== TASK DETAILS ==
Please retype the records below exactly, from the first line down to and including the line with "distributed under the".

[Opening RECORDS TO USE section]

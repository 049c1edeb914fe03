// Copyright 2026 Google LLC
//
// Licensed under the Apache License, Version 2.0 (the "License");
// you may not use this file except in compliance with the License.
// You may obtain a copy of the License at
//
//      http://www.apache.org/licenses/LICENSE-2.0
//
// Unless required by applicable law or agreed to in writing, software
// distributed under the License is distributed on an "AS IS" BASIS,
// WITHOUT WARRANTIES OR CONDITIONS OF ANY KIND, either express or implied.
// See the License for the specific language governing permissions and
// limitations under the License.

//! # Configuration
//!
//! The relay is configured by one YAML (or JSON, by `.json` extension) file
//! declaring connections, reports and the optional publish target. `$VAR` and
//! `${VAR}` references are replaced from the environment before parsing, so
//! secrets can stay out of the file.

use crate::domain::errors::{RelayError, Result};
use crate::domain::schedule::CronSchedule;
use clap::{Parser, Subcommand};
use log::LevelFilter;
use regex::Regex;
use serde::{Deserialize, Deserializer};
use std::collections::{BTreeMap, HashSet};
use std::fmt;
use std::path::{Path, PathBuf};

pub const DEFAULT_CONFIG_FILE: &str = "relay.yaml";

fn default_staging_directory() -> PathBuf {
    PathBuf::from("./staging")
}

fn default_true() -> bool {
    true
}

#[derive(Debug, Deserialize, Clone)]
pub struct AppConfig {
    #[serde(default = "default_staging_directory")]
    pub staging_directory: PathBuf,
    #[serde(default)]
    pub storage: Option<StorageConfig>,
    #[serde(default)]
    pub connections: Vec<ConnectionConfig>,
    #[serde(default)]
    pub reports: Vec<ReportConfig>,
}

#[derive(Debug, Deserialize, Clone)]
pub struct StorageConfig {
    #[serde(default = "default_true")]
    pub enabled: bool,
    /// Key prefix in front of every uploaded object.
    #[serde(default)]
    pub prefix: String,
    /// Local directory holding `<report>/manifest.json`.
    #[serde(default)]
    pub manifest_path: Option<PathBuf>,
    #[serde(flatten)]
    pub backend: StorageBackend,
}

#[derive(Debug, Deserialize, Clone)]
#[serde(tag = "type")]
pub enum StorageBackend {
    S3 {
        bucket: String,
        #[serde(default)]
        region: Option<String>,
        #[serde(default)]
        endpoint: Option<String>,
        #[serde(default)]
        access_key_id: Option<String>,
        #[serde(default)]
        secret_access_key: Option<String>,
        #[serde(default)]
        force_path_style: bool,
    },
    Local { root: PathBuf },
}

#[derive(Debug, Deserialize, Clone)]
pub struct ConnectionConfig {
    pub name: String,
    #[serde(flatten)]
    pub kind: ConnectionKind,
}

/// Source type, selected by the `type` key of a connection entry.
#[derive(Debug, Deserialize, Clone)]
#[serde(tag = "type")]
pub enum ConnectionKind {
    GoogleSheets {
        #[serde(default)]
        credentials_file: Option<PathBuf>,
        #[serde(default)]
        access_token: Option<String>,
        #[serde(default)]
        api_base: Option<String>,
    },
    #[serde(rename = "PostgreSQL", alias = "Postgres")]
    PostgreSql { dsn: String },
    #[serde(rename = "MariaDB", alias = "MySQL")]
    MariaDb { dsn: String },
    #[serde(rename = "SQLite")]
    Sqlite { dsn: String },
    Oracle {
        username: String,
        /// Falls back to `ORACLE_PASSWORD`.
        #[serde(default)]
        password: Option<String>,
        connect_string: String,
    },
    Folio {
        base_url: String,
        tenant: String,
        username: String,
        password: String,
        #[serde(default)]
        login_path: Option<String>,
        #[serde(default)]
        report_path: Option<String>,
    },
    #[serde(rename = "APIKey")]
    ApiKey {
        url: String,
        api_key: String,
        #[serde(default)]
        http_header_name: Option<String>,
        #[serde(default)]
        get_parameter_name: Option<String>,
    },
    Mock,
}

#[derive(Debug, Deserialize, Clone)]
pub struct ReportConfig {
    pub name: String,
    pub connection: String,
    #[serde(default)]
    pub schedule: String,
    #[serde(default, deserialize_with = "scalar_map")]
    pub query_params: BTreeMap<String, String>,
    #[serde(default)]
    pub staging_directory: Option<PathBuf>,
    #[serde(default = "default_true")]
    pub publish: bool,
}

/// Parameter values may be written as numbers or booleans in YAML; they are
/// all handed to connections as text.
#[derive(Deserialize)]
#[serde(untagged)]
enum Scalar {
    Text(String),
    Int(i64),
    Float(f64),
    Bool(bool),
}

impl fmt::Display for Scalar {
    fn fmt(&self, f: &mut fmt::Formatter<'_>) -> fmt::Result {
        match self {
            Scalar::Text(s) => f.write_str(s),
            Scalar::Int(i) => write!(f, "{}", i),
            Scalar::Float(x) => write!(f, "{}", x),
            Scalar::Bool(b) => write!(f, "{}", b),
        }
    }
}

fn scalar_map<'de, D>(deserializer: D) -> std::result::Result<BTreeMap<String, String>, D::Error>
where
    D: Deserializer<'de>,
{
    let raw = Option::<BTreeMap<String, Option<Scalar>>>::deserialize(deserializer)?;
    Ok(raw
        .unwrap_or_default()
        .into_iter()
        .map(|(k, v)| (k, v.map(|s| s.to_string()).unwrap_or_default()))
        .collect())
}

#[derive(Parser, Debug)]
#[command(author, version, about, long_about = None)]
pub struct CliArgs {
    /// Path to configuration file (YAML or JSON) [default: ~/relay.yaml]
    #[arg(short, long, global = true, env = "RELAY_CONFIG")]
    pub config: Option<PathBuf>,

    /// Log level (error, warn, info, debug, trace)
    #[arg(long, global = true, env = "LOG_LEVEL", default_value = "info")]
    pub log_level: LevelFilter,

    /// Overrides `staging_directory` from the file
    #[arg(long, global = true)]
    pub staging_dir: Option<PathBuf>,

    #[command(subcommand)]
    pub command: Command,
}

#[derive(Subcommand, Debug, Clone, PartialEq, Eq)]
pub enum Command {
    /// Run all reports on their schedules, or one report once with --report
    Run {
        /// Run this report immediately instead of starting the scheduler
        #[arg(short, long)]
        report: Option<String>,
    },
    /// Load and validate the configuration, then print the schedule
    Check,
}

impl CliArgs {
    pub fn config_path(&self) -> PathBuf {
        match &self.config {
            Some(path) => path.clone(),
            None => std::env::var_os("HOME")
                .map(PathBuf::from)
                .unwrap_or_else(|| PathBuf::from("."))
                .join(DEFAULT_CONFIG_FILE),
        }
    }
}

/// Replaces `$VAR` and `${VAR}` using `lookup`; unknown variables become empty.
pub fn expand_env<F>(input: &str, lookup: F) -> Result<String>
where
    F: Fn(&str) -> Option<String>,
{
    let re = Regex::new(r"\$\{([A-Za-z_][A-Za-z0-9_]*)\}|\$([A-Za-z_][A-Za-z0-9_]*)")
        .map_err(|e| RelayError::ConfigError(e.to_string()))?;
    Ok(re
        .replace_all(input, |caps: &regex::Captures| {
            let name = caps
                .get(1)
                .or_else(|| caps.get(2))
                .map(|m| m.as_str())
                .unwrap_or_default();
            lookup(name).unwrap_or_default()
        })
        .into_owned())
}

impl AppConfig {
    pub fn from_file(path: &Path) -> Result<Self> {
        let contents = std::fs::read_to_string(path).map_err(|e| {
            RelayError::ConfigError(format!("cannot read {}: {}", path.display(), e))
        })?;
        let is_json = path
            .extension()
            .map(|ext| ext.eq_ignore_ascii_case("json"))
            .unwrap_or(false);
        Self::from_str_with_env(&contents, is_json, |name| std::env::var(name).ok())
    }

    pub fn from_str_with_env<F>(contents: &str, is_json: bool, lookup: F) -> Result<Self>
    where
        F: Fn(&str) -> Option<String>,
    {
        let expanded = expand_env(contents, lookup)?;
        let config: AppConfig = if is_json {
            serde_json::from_str(&expanded).map_err(|e| RelayError::ConfigError(e.to_string()))?
        } else {
            serde_yaml::from_str(&expanded).map_err(|e| RelayError::ConfigError(e.to_string()))?
        };
        Ok(config)
    }

    pub fn merge_cli(&mut self, args: &CliArgs) {
        if let Some(dir) = &args.staging_dir {
            self.staging_directory = dir.clone();
        }
    }

    /// Storage settings when publishing is switched on.
    pub fn active_storage(&self) -> Option<&StorageConfig> {
        self.storage.as_ref().filter(|s| s.enabled)
    }

    pub fn manifest_root(&self) -> PathBuf {
        self.storage
            .as_ref()
            .and_then(|s| s.manifest_path.clone())
            .unwrap_or_else(|| self.staging_directory.join("manifests"))
    }

    pub fn validate(&self) -> Result<()> {
        if self.reports.is_empty() {
            return Err(RelayError::ConfigError("no reports configured".to_string()));
        }

        let mut connections = HashSet::new();
        for conn in &self.connections {
            if conn.name.trim().is_empty() {
                return Err(RelayError::ConfigError(
                    "connection with an empty name".to_string(),
                ));
            }
            if !connections.insert(conn.name.as_str()) {
                return Err(RelayError::ConfigError(format!(
                    "duplicate connection name '{}'",
                    conn.name
                )));
            }
        }

        let mut reports = HashSet::new();
        for report in &self.reports {
            let name = report.name.as_str();
            if name.trim().is_empty() {
                return Err(RelayError::ConfigError("report with an empty name".to_string()));
            }
            if name.contains('/') || name.contains('\\') || name.contains("..") {
                return Err(RelayError::ConfigError(format!(
                    "report name '{}' must not contain '/', '\\' or '..'",
                    name
                )));
            }
            if !reports.insert(name) {
                return Err(RelayError::ConfigError(format!(
                    "duplicate report name '{}'",
                    name
                )));
            }
            if !connections.contains(report.connection.as_str()) {
                return Err(RelayError::ConfigError(format!(
                    "report '{}' references unknown connection '{}'",
                    name, report.connection
                )));
            }
            if report.schedule.trim().is_empty() {
                return Err(RelayError::ConfigError(format!(
                    "cron schedule not provided in report '{}'",
                    name
                )));
            }
            CronSchedule::parse(&report.schedule).map_err(|e| {
                RelayError::ConfigError(format!("report '{}': {}", name, e))
            })?;
        }

        if let Some(StorageConfig {
            backend: StorageBackend::S3 { bucket, .. },
            enabled: true,
            ..
        }) = &self.storage
        {
            if bucket.trim().is_empty() {
                return Err(RelayError::ConfigError("storage bucket is empty".to_string()));
            }
        }
        Ok(())
    }
}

[Closing RECORDS TO USE section]

== RESPONSE TO THIS EXERCISE ==
repository 049c1edeb914fe03
// Copyright 2026 Google LLC
//
// Licensed under the Apache License, Version 2.0 (the "License");
// you may not use this file except in compliance with the License.
// You may obtain a copy of the License at
//
//      http://www.apache.org/licenses/LICENSE-2.0
//
// Unless required by applicable law or agreed to in writing, software
// distributed under the License is distributed on an "AS IS" BASIS,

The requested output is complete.